- Opening Delimiter -

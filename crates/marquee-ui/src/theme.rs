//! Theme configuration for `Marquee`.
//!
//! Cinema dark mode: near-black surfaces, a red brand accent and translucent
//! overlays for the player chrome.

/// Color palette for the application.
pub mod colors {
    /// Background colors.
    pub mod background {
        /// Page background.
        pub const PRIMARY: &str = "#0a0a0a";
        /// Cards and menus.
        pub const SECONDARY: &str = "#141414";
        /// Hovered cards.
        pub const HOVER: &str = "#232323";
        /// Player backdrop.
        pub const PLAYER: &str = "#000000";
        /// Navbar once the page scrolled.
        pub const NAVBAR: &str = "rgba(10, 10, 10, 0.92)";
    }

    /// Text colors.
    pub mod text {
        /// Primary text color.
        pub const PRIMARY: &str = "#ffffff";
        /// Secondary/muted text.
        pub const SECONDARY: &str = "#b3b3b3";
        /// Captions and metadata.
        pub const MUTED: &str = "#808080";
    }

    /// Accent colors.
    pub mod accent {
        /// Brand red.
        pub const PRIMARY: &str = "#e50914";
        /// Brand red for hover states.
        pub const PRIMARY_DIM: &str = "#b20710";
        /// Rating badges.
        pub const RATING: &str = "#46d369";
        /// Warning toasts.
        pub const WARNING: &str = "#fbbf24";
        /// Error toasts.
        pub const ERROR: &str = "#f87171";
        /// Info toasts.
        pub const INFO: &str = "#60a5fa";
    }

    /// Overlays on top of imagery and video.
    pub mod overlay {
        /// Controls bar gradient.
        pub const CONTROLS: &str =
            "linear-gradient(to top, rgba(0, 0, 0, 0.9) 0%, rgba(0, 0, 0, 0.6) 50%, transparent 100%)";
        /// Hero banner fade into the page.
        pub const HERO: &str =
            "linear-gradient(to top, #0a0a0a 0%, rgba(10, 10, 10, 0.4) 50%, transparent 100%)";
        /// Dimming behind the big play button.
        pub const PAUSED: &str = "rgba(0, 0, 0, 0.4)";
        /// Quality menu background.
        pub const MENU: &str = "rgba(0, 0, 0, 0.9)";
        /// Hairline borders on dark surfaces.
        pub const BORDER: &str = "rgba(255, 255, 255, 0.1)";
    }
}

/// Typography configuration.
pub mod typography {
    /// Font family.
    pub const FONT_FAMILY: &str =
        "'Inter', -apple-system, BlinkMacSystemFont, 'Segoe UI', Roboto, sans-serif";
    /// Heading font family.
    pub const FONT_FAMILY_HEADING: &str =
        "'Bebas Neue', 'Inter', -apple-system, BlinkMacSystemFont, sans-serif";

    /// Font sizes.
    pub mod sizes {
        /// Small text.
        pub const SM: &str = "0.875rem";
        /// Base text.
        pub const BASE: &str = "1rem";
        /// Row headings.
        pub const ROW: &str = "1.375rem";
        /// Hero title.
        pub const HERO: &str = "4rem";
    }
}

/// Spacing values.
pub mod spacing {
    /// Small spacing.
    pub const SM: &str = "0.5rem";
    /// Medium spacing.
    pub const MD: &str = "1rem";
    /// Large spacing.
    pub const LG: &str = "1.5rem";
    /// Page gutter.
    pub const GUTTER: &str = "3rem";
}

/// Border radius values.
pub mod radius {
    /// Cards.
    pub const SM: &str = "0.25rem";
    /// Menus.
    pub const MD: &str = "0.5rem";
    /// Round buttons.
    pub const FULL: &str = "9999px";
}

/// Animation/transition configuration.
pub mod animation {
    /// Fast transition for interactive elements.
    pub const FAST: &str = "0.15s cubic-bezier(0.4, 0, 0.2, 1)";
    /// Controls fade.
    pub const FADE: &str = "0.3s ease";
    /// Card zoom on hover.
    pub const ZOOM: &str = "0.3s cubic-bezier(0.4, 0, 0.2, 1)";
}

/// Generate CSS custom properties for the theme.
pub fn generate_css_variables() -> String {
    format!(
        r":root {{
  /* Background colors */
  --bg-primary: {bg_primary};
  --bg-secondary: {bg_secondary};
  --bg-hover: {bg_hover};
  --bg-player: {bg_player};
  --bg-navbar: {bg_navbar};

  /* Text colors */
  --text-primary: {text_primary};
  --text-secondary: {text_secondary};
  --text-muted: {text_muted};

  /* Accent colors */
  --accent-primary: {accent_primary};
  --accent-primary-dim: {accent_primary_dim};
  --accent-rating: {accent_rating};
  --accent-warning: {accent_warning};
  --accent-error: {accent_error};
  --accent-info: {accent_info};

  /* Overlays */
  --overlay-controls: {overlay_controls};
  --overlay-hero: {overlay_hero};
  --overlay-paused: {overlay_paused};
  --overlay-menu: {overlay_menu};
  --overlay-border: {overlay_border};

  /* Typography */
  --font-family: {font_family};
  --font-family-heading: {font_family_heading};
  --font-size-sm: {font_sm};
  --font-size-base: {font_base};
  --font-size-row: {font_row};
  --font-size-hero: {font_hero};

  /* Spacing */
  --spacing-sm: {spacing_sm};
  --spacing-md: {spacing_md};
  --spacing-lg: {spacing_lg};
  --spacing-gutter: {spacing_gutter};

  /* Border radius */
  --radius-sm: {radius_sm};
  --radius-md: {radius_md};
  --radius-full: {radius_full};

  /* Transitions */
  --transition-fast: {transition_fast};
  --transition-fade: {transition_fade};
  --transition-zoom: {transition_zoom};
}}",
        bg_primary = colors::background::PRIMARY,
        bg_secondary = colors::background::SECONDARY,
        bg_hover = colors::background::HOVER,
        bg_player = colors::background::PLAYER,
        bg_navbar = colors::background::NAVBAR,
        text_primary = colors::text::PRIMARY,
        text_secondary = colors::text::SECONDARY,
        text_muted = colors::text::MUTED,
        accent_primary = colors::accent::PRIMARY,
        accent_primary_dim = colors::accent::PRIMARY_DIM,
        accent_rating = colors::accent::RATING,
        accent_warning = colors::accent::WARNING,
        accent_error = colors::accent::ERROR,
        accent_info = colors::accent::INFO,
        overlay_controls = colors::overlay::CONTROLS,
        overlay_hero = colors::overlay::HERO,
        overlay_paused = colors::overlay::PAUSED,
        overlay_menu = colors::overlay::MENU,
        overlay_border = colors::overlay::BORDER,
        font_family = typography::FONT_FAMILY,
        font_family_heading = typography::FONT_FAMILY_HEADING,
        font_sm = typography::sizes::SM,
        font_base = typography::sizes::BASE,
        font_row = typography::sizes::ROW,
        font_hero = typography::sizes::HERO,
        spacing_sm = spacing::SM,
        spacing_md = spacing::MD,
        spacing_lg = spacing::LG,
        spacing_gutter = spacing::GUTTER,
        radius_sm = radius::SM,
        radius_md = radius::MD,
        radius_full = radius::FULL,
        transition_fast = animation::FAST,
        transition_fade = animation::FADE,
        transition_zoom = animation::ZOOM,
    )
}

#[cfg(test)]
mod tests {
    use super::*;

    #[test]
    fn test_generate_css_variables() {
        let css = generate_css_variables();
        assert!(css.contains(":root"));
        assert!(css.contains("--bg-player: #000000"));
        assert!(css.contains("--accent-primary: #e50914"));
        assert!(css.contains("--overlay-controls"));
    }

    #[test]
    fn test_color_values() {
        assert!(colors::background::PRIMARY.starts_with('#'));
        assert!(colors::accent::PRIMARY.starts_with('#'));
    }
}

- Closing Delimiter -

TASK STATEMENT> Retyping the data above exactly and in full is the task.

ANSWER SECTION>
filename crates/marquee-ui/src/theme.rs
//! Theme configuration for `Marquee`.
//!
//! Cinema dark mode: near-black surfaces, a red brand accent and translucent
//! overlays for the player chrome.

/// Color palette for the application.
pub mod colors {
    /// Background colors.
    pub mod background {
        /// Page background.
        pub const PRIMARY: &str = "#0a0a0a";
        /// Cards and menus.
        pub const SECONDARY: &str = "#141414";
        /// Hovered cards.
        pub const HOVER: &str = "#232323";
        /// Player backdrop.
        pub const PLAYER: &str = "#000000";
        /// Navbar once the page scrolled.
        pub const NAVBAR: &str = "rgba(10, 10, 10, 0.92)";
    }

    /// Text colors.
    pub mod text {
        /// Primary text color.
        pub const PRIMARY: &str = "#ffffff";
        /// Secondary/muted text.
        pub const SECONDARY: &str = "#b3b3b3";
        /// Captions and metadata.
        pub const MUTED: &str = "#808080";
    }

    /// Accent colors.
    pub mod accent {
        /// Brand red.
        pub const PRIMARY: &str = "#e50914";
        /// Brand red for hover states.
        pub const PRIMARY_DIM: &str = "#b20710";
        /// Rating badges.
        pub const RATING: &str = "#46d369";
        /// Warning toasts.
        pub const WARNING: &str = "#fbbf24";
        /// Error toasts.
        pub const ERROR: &str = "#f87171";
        /// Info toasts.
        pub const INFO: &str = "#60a5fa";
    }

    /// Overlays on top of imagery and video.
    pub mod overlay {
        /// Controls bar gradient.
        pub const CONTROLS: &str =
            "linear-gradient(to top, rgba(0, 0, 0, 0.9) 0%, rgba(0, 0, 0, 0.6) 50%, transparent 100%)";
        /// Hero banner fade into the page.
        pub const HERO: &str =
            "linear-gradient(to top, #0a0a0a 0%, rgba(10, 10, 10, 0.4) 50%, transparent 100%)";
        /// Dimming behind the big play button.
        pub const PAUSED: &str = "rgba(0, 0, 0, 0.4)";
        /// Quality menu background.
        pub const MENU: &str = "rgba(0, 0, 0, 0.9)";
        /// Hairline borders on dark surfaces.
        pub const BORDER: &str = "rgba(255, 255, 255, 0.1)";
    }
}

/// Typography configuration.
pub mod typography {
    /// Font family.
    pub const FONT_FAMILY: &str =
        "'Inter', -apple-system, BlinkMacSystemFont, 'Segoe UI', Roboto, sans-serif";
    /// Heading font family.
    pub const FONT_FAMILY_HEADING: &str =
        "'Bebas Neue', 'Inter', -apple-system, BlinkMacSystemFont, sans-serif";

    /// Font sizes.
    pub mod sizes {
        /// Small text.
        pub const SM: &str = "0.875rem";
        /// Base text.
        pub const BASE: &str = "1rem";
        /// Row headings.
        pub const ROW: &str = "1.375rem";
        /// Hero title.
        pub const HERO: &str = "4rem";
    }
}

/// Spacing values.
pub mod spacing {
    /// Small spacing.
    pub const SM: &str = "0.5rem";
    /// Medium spacing.
    pub const MD: &str = "1rem";
    /// Large spacing.
    pub const LG: &str = "1.5rem";
    /// Page gutter.
    pub const GUTTER: &str = "3rem";
}

/// Border radius values.
pub mod radius {
    /// Cards.
    pub const SM: &str = "0.25rem";
    /// Menus.
    pub const MD: &str = "0.5rem";
    /// Round buttons.
    pub const FULL: &str = "9999px";
}

/// Animation/transition configuration.
pub mod animation {
    /// Fast transition for interactive elements.
    pub const FAST: &str = "0.15s cubic-bezier(0.4, 0, 0.2, 1)";
    /// Controls fade.
    pub const FADE: &str = "0.3s ease";
    /// Card zoom on hover.
    pub const ZOOM: &str = "0.3s cubic-bezier(0.4, 0, 0.2, 1)";
}

/// Generate CSS custom properties for the theme.
pub fn generate_css_variables() -> String {
    format!(
        r":root {{
  /* Background colors */
  --bg-primary: {bg_primary};
  --bg-secondary: {bg_secondary};
  --bg-hover: {bg_hover};
  --bg-player: {bg_player};
  --bg-navbar: {bg_navbar};

  /* Text colors */
  --text-primary: {text_primary};
  --text-secondary: {text_secondary};
  --text-muted: {text_muted};

  /* Accent colors */
  --accent-primary: {accent_primary};
  --accent-primary-dim: {accent_primary_dim};
  --accent-rating: {accent_rating};
  --accent-warning: {accent_warning};
  --accent-error: {accent_error};
  --accent-info: {accent_info};

  /* Overlays */
  --overlay-controls: {overlay_controls};
  --overlay-hero: {overlay_hero};
  --overlay-paused: {overlay_paused};
  --overlay-menu: {overlay_menu};
  --overlay-border: {overlay_border};

  /* Typography */
  --font-family: {font_family};
  --font-family-heading: {font_family_heading};
  --font-size-sm: {font_sm};
  --font-size-base: {font_base};
  --font-size-row: {font_row};
  --font-size-hero: {font_hero};

  /* Spacing */
  --spacing-sm: {spacing_sm};
  --spacing-md: {spacing_md};
  --spacing-lg: {spacing_lg};
  --spacing-gutter: {spacing_gutter};

  /* Border radius */
  --radius-sm: {radius_sm};
  --radius-md: {radius_md};
  --radius-full: {radius_full};

  /* Transitions */
  --transition-fast: {transition_fast};
  --transition-fade: {transition_fade};
  --transition-zoom: {transition_zoom};
}}",
        bg_primary = colors::background::PRIMARY,
        bg_secondary = colors::background::SECONDARY,
        bg_hover = colors::background::HOVER,
        bg_player = colors::background::PLAYER,
        bg_navbar = colors::background::NAVBAR,
        text_primary = colors::text::PRIMARY,
        text_secondary = colors::text::SECONDARY,
        text_muted = colors::text::MUTED,
        accent_primary = colors::accent::PRIMARY,
        accent_primary_dim = colors::accent::PRIMARY_DIM,
        accent_rating = colors::accent::RATING,
        accent_warning = colors::accent::WARNING,
        accent_error = colors::accent::ERROR,
        accent_info = colors::accent::INFO,
        overlay_controls = colors::overlay::CONTROLS,
        overlay_hero = colors::overlay::HERO,
        overlay_paused = colors::overlay::PAUSED,
        overlay_menu = colors::overlay::MENU,
        overlay_border = colors::overlay::BORDER,
        font_family = typography::FONT_FAMILY,
        font_family_heading = typography::FONT_FAMILY_HEADING,
        font_sm = typography::sizes::SM,
        font_base = typography::sizes::BASE,
        font_row = typography::sizes::ROW,
        font_hero = typography::sizes::HERO,
        spacing_sm = spacing::SM,
        spacing_md = spacing::MD,
        spacing_lg = spacing::LG,
        spacing_gutter = spacing::GUTTER,
        radius_sm = radius::SM,
        radius_md = radius::MD,
        radius_full = radius::FULL,
        transition_fast = animation::FAST,
        transition_fade = animation::FADE,
        transition_zoom = animation::ZOOM,
    )
}

#[cfg(test)]
mod tests {
    use super::*;

    #[test]
    fn test_generate_css_variables() {
        let css = generate_css_variables();
        assert!(css.contains(":root"));
        assert!(css.contains("--bg-player: #000000"));
        assert!(css.contains("--accent-primary: #e50914"));
        assert!(css.contains("--overlay-controls"));
    }

    #[test]
    fn test_color_values() {
        assert!(colors::background::PRIMARY.starts_with('#'));
        assert!(colors::accent::PRIMARY.starts_with('#'));
    }
}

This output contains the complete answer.